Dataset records
#####
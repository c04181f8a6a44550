//! Register image for the Si5351 clock synthesizer feeding the converters.
//!
//! The sample clock is produced by driving PLL A from the reference through
//! a fractional feedback multisynth (MSNA), and dividing the VCO down to the
//! output through an even integer multisynth (MS0) and the R divider.
use crate::error::ClockError;
use crate::rational::{rational_approximation, Rational};
use log::{debug, warn};

pub const MAX_VCO_FREQUENCY: f64 = 900e6;
pub const MAX_DENOMINATOR: u32 = 1_048_575;
pub const MIN_OUTPUT_FREQUENCY: f64 = 1e6;
pub const MAX_RDIV: u8 = 7;

/// Maximum relative deviation between requested and achieved frequency
/// before a precision warning is raised.
pub const FREQUENCY_TOLERANCE: f64 = 1e-8;

pub const REGISTER_CLK0_CONTROL: u8 = 16;
pub const REGISTER_MSNA_BASE: u8 = 26;
pub const REGISTER_MS0_BASE: u8 = 42;
pub const REGISTER_PLL_RESET: u8 = 177;

const PLL_RESET_PLLA: u8 = 0x20;
const CLK0_POWER_ON: u8 = 0x4f;
const MS_DIVBY4: u8 = 0x0c;

const MIN_OUTPUT_DIVIDER: u32 = 4;
// P1 is an 18-bit register field.
const MAX_P1: u32 = 0x3ffff;
const MAX_OUTPUT_DIVIDER: u32 = 900;

/// The three encoded parameters of a multisynth divider `a + b/c`.
#[derive(Copy, Clone, Debug, PartialEq, Eq)]
pub struct Multisynth {
    pub p1: u32,
    pub p2: u32,
    pub p3: u32,
}

impl Multisynth {
    pub fn from_ratio(ratio: Rational) -> Option<Multisynth> {
        let Rational {
            integer: a,
            numerator: b,
            denominator: c,
        } = ratio;

        if c == 0 || c > MAX_DENOMINATOR || b > c {
            return None;
        }

        let b_over_c = 128u32.checked_mul(b)? / c;
        let p1 = 128u32
            .checked_mul(a)?
            .checked_add(b_over_c)?
            .checked_sub(512)?;
        if p1 > MAX_P1 {
            return None;
        }
        let p2 = (128 * b).checked_sub(c.checked_mul(b_over_c)?)?;
        Some(Multisynth { p1, p2, p3: c })
    }

    /// Recovers `a + b/c` from the encoded parameters.
    pub fn ratio(&self) -> Rational {
        let scaled = self.p1 + 512;
        let b_over_c = scaled % 128;
        Rational {
            integer: scaled / 128,
            numerator: (self.p2 + self.p3 * b_over_c) / 128,
            denominator: self.p3,
        }
    }

    /// Packs into the 8 consecutive registers of a multisynth block. `flags`
    /// occupies the upper six bits of the third register.
    pub fn to_registers(&self, flags: u8) -> [u8; 8] {
        let (p1, p2, p3) = (self.p1, self.p2, self.p3);
        [
            ((p3 & 0x0000ff00) >> 8) as u8,
            (p3 & 0x000000ff) as u8,
            (flags & 0xfc) | ((p1 & 0x00030000) >> 16) as u8,
            ((p1 & 0x0000ff00) >> 8) as u8,
            (p1 & 0x000000ff) as u8,
            (((p3 & 0x000f0000) >> 12) | ((p2 & 0x000f0000) >> 16)) as u8,
            ((p2 & 0x0000ff00) >> 8) as u8,
            (p2 & 0x000000ff) as u8,
        ]
    }

    pub fn from_registers(registers: &[u8; 8]) -> (Multisynth, u8) {
        let r = (*registers).map(u32::from);
        let multisynth = Multisynth {
            p1: ((r[2] & 0x03) << 16) | (r[3] << 8) | r[4],
            p2: ((r[5] & 0x0f) << 16) | (r[6] << 8) | r[7],
            p3: ((r[5] & 0xf0) << 12) | (r[0] << 8) | r[1],
        };
        (multisynth, registers[2] & 0xfc)
    }
}

/// A single I2C style register write: `data` lands at `base`, `base + 1`, ...
#[derive(Clone, Debug, PartialEq, Eq)]
pub struct RegisterWrite {
    pub base: u8,
    pub data: Vec<u8>,
}

/// Anything that can write a run of synthesizer registers.
pub trait RegisterBus {
    type Error;

    fn write_registers(&mut self, base: u8, data: &[u8]) -> Result<(), Self::Error>;
}

#[derive(Clone, Debug, PartialEq)]
pub struct ClockProgram {
    reference: f64,
    target: f64,
    feedback: Rational,
    output_divider: u32,
    rdiv: u8,
    achieved: f64,
    feedback_registers: [u8; 8],
    output_registers: [u8; 8],
}

impl ClockProgram {
    pub fn compute(reference: f64, frequency: f64) -> Result<ClockProgram, ClockError> {
        if !reference.is_finite() || reference <= 0.0 {
            return Err(ClockError::InvalidReference(reference));
        }
        if !frequency.is_finite() {
            return Err(ClockError::InvalidFrequency(frequency));
        }

        // Below 1MHz the multisynth can't run, so pre-scale with the R divider.
        let mut scaled = frequency;
        let mut rdiv = 0;
        while scaled < MIN_OUTPUT_FREQUENCY && rdiv < MAX_RDIV {
            scaled *= 2.0;
            rdiv += 1;
        }
        if scaled < MIN_OUTPUT_FREQUENCY {
            return Err(ClockError::FrequencyTooLow(frequency));
        }

        let mut output_divider = (MAX_VCO_FREQUENCY / scaled) as u32;
        output_divider -= output_divider % 2;
        if !(MIN_OUTPUT_DIVIDER..=MAX_OUTPUT_DIVIDER).contains(&output_divider) {
            return Err(ClockError::InvalidDivider {
                stage: "output",
                value: output_divider,
            });
        }

        let vco = scaled * output_divider as f64;
        let feedback = rational_approximation(vco / reference, MAX_DENOMINATOR);

        let achieved =
            reference * feedback.value() / output_divider as f64 / f64::from(1u32 << rdiv);
        let deviation = achieved - frequency;
        if (deviation / frequency).abs() >= FREQUENCY_TOLERANCE {
            warn!(
                "Clock deviates from the requested {}Hz by {}nHz",
                frequency,
                deviation * 1e9
            );
        }
        debug!(
            "Clock: a={} b={} c={} output_ms={} rdiv={}",
            feedback.integer, feedback.numerator, feedback.denominator, output_divider, rdiv
        );

        let feedback_ms = Multisynth::from_ratio(feedback).ok_or(ClockError::InvalidDivider {
            stage: "feedback",
            value: feedback.integer,
        })?;

        // The output divider is an even integer: a = output_ms, b = 0, c = 1
        let output_ms = Multisynth::from_ratio(Rational {
            integer: output_divider,
            numerator: 0,
            denominator: 1,
        })
        .ok_or(ClockError::InvalidDivider {
            stage: "output",
            value: output_divider,
        })?;

        let mut output_flags = rdiv << 4;
        if output_divider == 4 {
            output_flags |= MS_DIVBY4;
        }

        Ok(ClockProgram {
            reference,
            target: frequency,
            feedback,
            output_divider,
            rdiv,
            achieved,
            feedback_registers: feedback_ms.to_registers(0),
            output_registers: output_ms.to_registers(output_flags),
        })
    }

    pub fn reference(&self) -> f64 {
        self.reference
    }

    pub fn target(&self) -> f64 {
        self.target
    }

    pub fn feedback(&self) -> Rational {
        self.feedback
    }

    pub fn output_divider(&self) -> u32 {
        self.output_divider
    }

    pub fn rdiv(&self) -> u8 {
        self.rdiv
    }

    pub fn achieved_frequency(&self) -> f64 {
        self.achieved
    }

    pub fn is_within_tolerance(&self) -> bool {
        ((self.achieved - self.target) / self.target).abs() < FREQUENCY_TOLERANCE
    }

    pub fn feedback_registers(&self) -> &[u8; 8] {
        &self.feedback_registers
    }

    pub fn output_registers(&self) -> &[u8; 8] {
        &self.output_registers
    }

    /// Register writes in the order the synthesizer needs them: PLL setup,
    /// output divider, PLL reset, then powering up the output.
    pub fn transactions(&self) -> [RegisterWrite; 4] {
        [
            RegisterWrite {
                base: REGISTER_MSNA_BASE,
                data: self.feedback_registers.to_vec(),
            },
            RegisterWrite {
                base: REGISTER_MS0_BASE,
                data: self.output_registers.to_vec(),
            },
            RegisterWrite {
                base: REGISTER_PLL_RESET,
                data: vec![PLL_RESET_PLLA],
            },
            RegisterWrite {
                base: REGISTER_CLK0_CONTROL,
                data: vec![CLK0_POWER_ON],
            },
        ]
    }

    /// Writes the program out, stopping at the first failure.
    pub fn apply<B: RegisterBus>(&self, bus: &mut B) -> Result<(), B::Error> {
        for write in self.transactions() {
            bus.write_registers(write.base, &write.data)?;
        }
        Ok(())
    }
}

#[cfg(test)]
mod tests {
    use super::*;
    use approx::assert_relative_eq;

    #[derive(Default)]
    struct RecordingBus {
        writes: Vec<(u8, Vec<u8>)>,
        fail_at: Option<usize>,
    }

    impl RegisterBus for RecordingBus {
        type Error = String;

        fn write_registers(&mut self, base: u8, data: &[u8]) -> Result<(), Self::Error> {
            if self.fail_at == Some(self.writes.len()) {
                return Err(format!("NAK at register {}", base));
            }
            self.writes.push((base, data.to_vec()));
            Ok(())
        }
    }

    #[test]
    fn default_sample_rate_programs_cleanly() {
        let program = ClockProgram::compute(27_000_000.0, 32_000_000.0).unwrap();
        assert_eq!(program.rdiv(), 0);
        assert_eq!(program.output_divider() % 2, 0);
        assert!((4..=900).contains(&program.output_divider()));
        assert_eq!(program.output_divider(), 28);
        assert_eq!(
            program.feedback(),
            Rational {
                integer: 33,
                numerator: 5,
                denominator: 27
            }
        );
        assert!(program.is_within_tolerance());
        assert_relative_eq!(program.achieved_frequency(), 32e6, max_relative = 1e-12);
    }

    #[test]
    fn low_frequencies_use_the_r_divider() {
        for (frequency, expected_rdiv) in [
            (999_999.0, 1),
            (500_000.0, 1),
            (499_999.0, 2),
            (100_000.0, 4),
            (7_812.5, 7),
        ] {
            let program = ClockProgram::compute(27e6, frequency).unwrap();
            assert_eq!(program.rdiv(), expected_rdiv, "{}Hz", frequency);
            assert!(frequency * f64::from(1u32 << program.rdiv()) >= 1e6);
            let (_, flags) = Multisynth::from_registers(program.output_registers());
            assert_eq!((flags >> 4) & 0x07, expected_rdiv);
        }
    }

    #[test]
    fn frequencies_needing_more_than_seven_doublings_fail() {
        assert_eq!(
            ClockProgram::compute(27e6, 7_812.0),
            Err(ClockError::FrequencyTooLow(7_812.0))
        );
        assert!(ClockProgram::compute(27e6, 1_000.0).is_err());
    }

    #[test]
    fn too_high_frequencies_have_no_valid_divider() {
        let result = ClockProgram::compute(27e6, 300e6);
        assert_eq!(
            result,
            Err(ClockError::InvalidDivider {
                stage: "output",
                value: 2
            })
        );
    }

    #[test]
    fn registers_decode_to_the_encoded_values() {
        for (reference, frequency) in [
            (27e6, 32e6),
            (27e6 * (1.0 + 1e-6 * 12.5), 48e6),
            (25e6, 10e6),
            (27e6, 1.234_567e6),
            (27e6, 225e6),
        ] {
            let program = ClockProgram::compute(reference, frequency).unwrap();

            let (feedback, flags) = Multisynth::from_registers(program.feedback_registers());
            assert_eq!(flags, 0);
            assert_eq!(feedback.ratio(), program.feedback());

            let (output, flags) = Multisynth::from_registers(program.output_registers());
            let ratio = output.ratio();
            assert_eq!(ratio.integer, program.output_divider());
            assert_eq!((ratio.numerator, ratio.denominator), (0, 1));
            assert_eq!((flags >> 4) & 0x07, program.rdiv());
        }
    }

    #[test]
    fn divide_by_four_sets_the_divby4_bits() {
        let program = ClockProgram::compute(27e6, 225e6).unwrap();
        assert_eq!(program.output_divider(), 4);
        assert_eq!(program.output_registers()[2] & MS_DIVBY4, MS_DIVBY4);
    }

    #[test]
    fn unusable_references_are_rejected() {
        for reference in [0.0, -27e6, f64::NAN, f64::INFINITY] {
            assert!(matches!(
                ClockProgram::compute(reference, 32e6),
                Err(ClockError::InvalidReference(_))
            ));
        }
        assert!(matches!(
            ClockProgram::compute(27e6, f64::NAN),
            Err(ClockError::InvalidFrequency(_))
        ));
    }

    #[test]
    fn tiny_references_overflow_the_feedback_divider() {
        for reference in [1.0, 1_000.0] {
            assert!(matches!(
                ClockProgram::compute(reference, 32e6),
                Err(ClockError::InvalidDivider {
                    stage: "feedback",
                    ..
                })
            ));
        }
    }

    #[test]
    fn out_of_range_ratios_have_no_encoding() {
        let ratio = |integer, numerator, denominator| Rational {
            integer,
            numerator,
            denominator,
        };
        assert_eq!(Multisynth::from_ratio(ratio(u32::MAX, 0, 1)), None);
        assert_eq!(Multisynth::from_ratio(ratio(3, 0, 1)), None);
        assert_eq!(Multisynth::from_ratio(ratio(36, 1, 0)), None);
        assert_eq!(Multisynth::from_ratio(ratio(36, 5, 4)), None);
        assert!(Multisynth::from_ratio(ratio(2051, 0, 1)).is_some());
        assert_eq!(Multisynth::from_ratio(ratio(2052, 0, 1)), None);
    }

    #[test]
    fn large_denominators_survive_the_twenty_bit_split() {
        let multisynth = Multisynth::from_ratio(Rational {
            integer: 35,
            numerator: 1_000_001,
            denominator: 1_048_575,
        })
        .unwrap();
        let (decoded, _) = Multisynth::from_registers(&multisynth.to_registers(0));
        assert_eq!(decoded, multisynth);
        assert_eq!(decoded.p3, 1_048_575);
    }

    #[test]
    fn program_is_applied_in_order() {
        let program = ClockProgram::compute(27e6, 32e6).unwrap();
        let mut bus = RecordingBus::default();
        program.apply(&mut bus).unwrap();

        let bases: Vec<u8> = bus.writes.iter().map(|(base, _)| *base).collect();
        assert_eq!(
            bases,
            vec![
                REGISTER_MSNA_BASE,
                REGISTER_MS0_BASE,
                REGISTER_PLL_RESET,
                REGISTER_CLK0_CONTROL
            ]
        );
        assert_eq!(bus.writes[0].1, program.feedback_registers().to_vec());
        assert_eq!(bus.writes[2].1, vec![PLL_RESET_PLLA]);
        assert_eq!(bus.writes[3].1, vec![CLK0_POWER_ON]);
    }

    #[test]
    fn failed_write_aborts_the_sequence() {
        let program = ClockProgram::compute(27e6, 32e6).unwrap();
        let mut bus = RecordingBus {
            fail_at: Some(1),
            ..Default::default()
        };
        assert!(program.apply(&mut bus).is_err());
        assert_eq!(bus.writes.len(), 1);
    }
}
#####
- EXERCISE DESCRIPTION
The expected result is every line above containing the string "numerator".

- RESULT FOR THIS TASK
            numerator: b,
            numerator: (self.p2 + self.p3 * b_over_c) / 128,
            feedback.integer, feedback.numerator, feedback.denominator, output_divider, rdiv
            numerator: 0,
                numerator: 5,
            assert_eq!((ratio.numerator, ratio.denominator), (0, 1));
        let ratio = |integer, numerator, denominator| Rational {
            numerator,
            numerator: 1_000_001,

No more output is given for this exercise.